Nov. 3, 1999 | Some things may be true even if Pat Buchanan says them: The inescapable fact is that the 2000 presidential election has so far been a rigged affair, bearing more resemblance to a plebiscite in some banana republic than to anything recognizable as a democratic contest.

The entry of Buchanan as a supposed "insurgent" presidential candidate is itself part of the prearrangement and manipulation. Here we have a loyal Beltway veteran, grown like a mold on the dank sponge of the national security state, and well-known to the powers that be as someone absolutely reliable. He's already shown himself quite willing to play the game of slush funds and matching funds. There's your designated dissident. Just for fun, why not set him up against Donald Trump for the Reform Party nomination, so that even the supposed outsider faction can replicate the only allowable division in American politics -- that between machine-produced clones on the one hand and nutball narcissistic tycoons on the other.

A genuine foe of oligarchy like Ronnie Dugger, co-chair of the organization Alliance for Democracy, with his reasoned case for the public financing of campaigns, really does seem like a quixotic loony to our consensual press. (And since he doesn't manifest any obvious nostalgia for, say, the Third Reich, he doesn't even count as a colorful character for style section purposes.)

The brave volunteers of Public Campaign and the Alliance for Democracy took their protest to the Capitol steps recently, but the Washington Post ignored the rally, where the largest groups of attendees were high-school students not yet inured to cynicism and not yet old enough to vote. The defeat of the rather tepid McCain-Feingold initiative in the Senate, which was the proximate cause of the protest, also marked the eclipse of any remaining hope for a fair or open race next year.

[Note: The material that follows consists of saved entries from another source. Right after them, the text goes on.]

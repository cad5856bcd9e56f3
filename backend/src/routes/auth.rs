use std::sync::Arc;

use axum::extract::{Json, State};
use chrono::{Duration, Utc};
use lambda_http::tracing;
use utoipa_axum::{router::OpenApiRouter, routes};
use validator::Validate;

use super::{load_user, HandlerResult};
use crate::{
    constants::TOKEN_AUDIENCE,
    errors::HandlerError,
    models::{
        auth::{
            AuthResponse, Claim, LoginPayload, RegisterPayload, UpdatePasswordRequest,
            UpdateProfileRequest,
        },
        user::{Role, User, UserProfile},
        ApiResponse, PlainSuccessResponse,
    },
    permissions::Actor,
    state::AppState,
    store::StoreError,
    utils::{create_userid, hash_password, normalize_email, verify_password},
};

pub fn router() -> OpenApiRouter<Arc<AppState>> {
    OpenApiRouter::new()
        .routes(routes!(register))
        .routes(routes!(login))
        .routes(routes!(admin_login))
        .routes(routes!(me))
        .routes(routes!(update_profile))
        .routes(routes!(update_password))
        .routes(routes!(logout))
}

pub(crate) fn issue_token(state: &AppState, user: &User) -> HandlerResult<String> {
    let now = Utc::now();
    let exp = now + Duration::hours(state.config.jwt_expiration_hours);
    let claim = Claim {
        sub: user.id.clone(),
        role: user.role,
        aud: TOKEN_AUDIENCE.to_string(),
        exp: exp.timestamp() as u64,
        iat: now.timestamp() as u64,
    };
    Ok(jsonwebtoken::encode(&state.jwt.2, &claim, &state.jwt.0)?)
}

fn auth_response(state: &AppState, user: &User) -> HandlerResult<AuthResponse> {
    Ok(AuthResponse {
        user: user.profile(),
        token: issue_token(state, user)?,
    })
}

/// Checks credentials; every failure looks the same to the caller.
async fn authenticate(state: &AppState, payload: &LoginPayload) -> HandlerResult<User> {
    let invalid = || HandlerError::unauthorized("Invalid email or password");

    let user = state
        .db
        .get::<User>(&create_userid(&payload.email))
        .await?
        .ok_or_else(invalid)?;
    if !verify_password(&payload.password, &user.password)? {
        tracing::debug!("Wrong password for {}", user.id);
        return Err(invalid());
    }
    if !user.is_active {
        return Err(HandlerError::unauthorized("Account is deactivated"));
    }
    Ok(user)
}

#[utoipa::path(
    post,
    path = "/register",
    tag = "Auth",
    request_body(description = "Register Info", content = RegisterPayload),
    responses(
        (status = CREATED, description = "Register Success", body = AuthResponse),
        (status = BAD_REQUEST, description = "Validation failed", body = HandlerError),
        (status = BAD_REQUEST, description = "Invalid input or duplicate email", body = HandlerError),
        (status = INTERNAL_SERVER_ERROR, description = "Handler errors", body = HandlerError),
    ),
)]
async fn register(
    State(state): State<Arc<AppState>>,
    Json(payload): Json<RegisterPayload>,
) -> HandlerResult<ApiResponse<AuthResponse>> {
    payload.validate()?;
    let id = create_userid(&payload.email);

    // 1. Check user existence.
    if state.db.get::<User>(&id).await?.is_some() {
        return Err(HandlerError::bad_request("User already exists with this email"));
    }

    // 2. Create password hash.
    let password = hash_password(&payload.password, state.config.scrypt_log_n)?;

    // 3. Create user. The insert condition catches a concurrent registration.
    let mut user = User::new(
        id,
        payload.name.trim().to_string(),
        normalize_email(&payload.email),
        password,
        Role::User,
    );
    user.phone = payload.phone;
    state.db.insert(&user).await.map_err(|e| match e {
        StoreError::Conflict(_) => {
            HandlerError::bad_request("User already exists with this email")
        }
        e => e.into(),
    })?;
    tracing::info!("Registered user {}", user.id);

    // 4. Sign JWT token.
    Ok(ApiResponse::created(auth_response(&state, &user)?)
        .with_message("User registered successfully"))
}

#[utoipa::path(
    post,
    path = "/login",
    tag = "Auth",
    request_body(description = "Credentials", content = LoginPayload),
    responses(
        (status = OK, description = "Login Success", body = AuthResponse),
        (status = UNAUTHORIZED, description = "Invalid credentials", body = HandlerError),
        (status = INTERNAL_SERVER_ERROR, description = "Handler errors", body = HandlerError),
    ),
)]
async fn login(
    State(state): State<Arc<AppState>>,
    Json(payload): Json<LoginPayload>,
) -> HandlerResult<ApiResponse<AuthResponse>> {
    payload.validate()?;
    let user = authenticate(&state, &payload).await?;
    Ok(ApiResponse::ok(auth_response(&state, &user)?).with_message("Login successful"))
}

#[utoipa::path(
    post,
    path = "/admin-login",
    tag = "Auth",
    request_body(description = "Admin credentials", content = LoginPayload),
    responses(
        (status = OK, description = "Login Success", body = AuthResponse),
        (status = UNAUTHORIZED, description = "Invalid credentials or not an admin", body = HandlerError),
        (status = INTERNAL_SERVER_ERROR, description = "Handler errors", body = HandlerError),
    ),
)]
async fn admin_login(
    State(state): State<Arc<AppState>>,
    Json(payload): Json<LoginPayload>,
) -> HandlerResult<ApiResponse<AuthResponse>> {
    payload.validate()?;
    let user = authenticate(&state, &payload).await?;
    if user.role != Role::Admin {
        tracing::warn!("Non-admin {} attempted admin login", user.id);
        return Err(HandlerError::unauthorized(
            "Access denied. Admin privileges required.",
        ));
    }
    Ok(ApiResponse::ok(auth_response(&state, &user)?).with_message("Admin login successful"))
}

#[utoipa::path(
    get,
    path = "/me",
    tag = "Auth",
    responses(
        (status = OK, description = "Current user", body = UserProfile),
        (status = UNAUTHORIZED, description = "Missing or invalid token", body = HandlerError),
    ),
    security(("http-jwt" = [])),
)]
async fn me(
    actor: Actor,
    State(state): State<Arc<AppState>>,
) -> HandlerResult<ApiResponse<UserProfile>> {
    let user = load_user(&state, &actor.id).await?;
    Ok(ApiResponse::ok(user.profile()))
}

#[utoipa::path(
    put,
    path = "/profile",
    tag = "Auth",
    request_body = UpdateProfileRequest,
    responses(
        (status = OK, description = "Profile updated", body = UserProfile),
        (status = BAD_REQUEST, description = "Validation failed", body = HandlerError),
        (status = UNAUTHORIZED, description = "Missing or invalid token", body = HandlerError),
    ),
    security(("http-jwt" = [])),
)]
async fn update_profile(
    actor: Actor,
    State(state): State<Arc<AppState>>,
    Json(payload): Json<UpdateProfileRequest>,
) -> HandlerResult<ApiResponse<UserProfile>> {
    payload.validate()?;
    let mut user = load_user(&state, &actor.id).await?;

    if let Some(name) = payload.name {
        user.name = name.trim().to_string();
    }
    if let Some(phone) = payload.phone {
        user.phone = Some(phone);
    }
    if let Some(address) = payload.address {
        user.address = address;
    }
    if let Some(avatar) = payload.avatar {
        user.avatar = Some(avatar);
    }
    user.touch();
    state.db.save(&mut user).await?;

    Ok(ApiResponse::ok(user.profile()).with_message("Profile updated successfully"))
}

#[utoipa::path(
    put,
    path = "/password",
    tag = "Auth",
    request_body = UpdatePasswordRequest,
    responses(
        (status = OK, description = "Password updated", body = PlainSuccessResponse),
        (status = BAD_REQUEST, description = "Wrong current password", body = HandlerError),
        (status = UNAUTHORIZED, description = "Missing or invalid token", body = HandlerError),
    ),
    security(("http-jwt" = [])),
)]
async fn update_password(
    actor: Actor,
    State(state): State<Arc<AppState>>,
    Json(payload): Json<UpdatePasswordRequest>,
) -> HandlerResult<ApiResponse<()>> {
    payload.validate()?;
    let mut user = load_user(&state, &actor.id).await?;

    if !verify_password(&payload.current_password, &user.password)? {
        return Err(HandlerError::bad_request("Current password is incorrect"));
    }
    user.password = hash_password(&payload.new_password, state.config.scrypt_log_n)?;
    user.touch();
    state.db.save(&mut user).await?;

    Ok(ApiResponse::message("Password updated successfully"))
}

/// Tokens are stateless; the client discards its copy.
#[utoipa::path(
    post,
    path = "/logout",
    tag = "Auth",
    responses(
        (status = OK, description = "Logged out", body = PlainSuccessResponse),
        (status = UNAUTHORIZED, description = "Missing or invalid token", body = HandlerError),
    ),
    security(("http-jwt" = [])),
)]
async fn logout(_actor: Actor) -> ApiResponse<()> {
    ApiResponse::message("Logged out successfully")
}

The fix is in: The special interests will pretend to have an election, and you, if you choose, can pretend to vote in it. The only recourse I can see is an appeal to the international community and the United Nations, to send accredited observers to monitor the process.

The United States loves nothing better than to certify other countries' ballots as "free and fair," so there can hardly be any principled objection to a delegation of monitors, from democratic nations, taking up position, pens in hand, as America makes its "choice." Indeed, given the awful power of the U.S. president and Congress over the affairs of other nations, it's surprising that this hasn't been suggested already.

Here are some of the questions that the U.N. and international monitors would have to consider before validating the 2000 election:

1) Has there already been the open purchase of votes, as seemed to be the acknowledged case in the Iowa straw poll?

2) Has there already been the open purchase of candidates, as is implied by the immense (and, in point of the source of donations) largely secret fund amassed by Texas Gov. George W. Bush?

3) Are there restrictions placed on the entry of third-party or independent candidates? Have these restrictions been imposed by a collusion of the existing parties?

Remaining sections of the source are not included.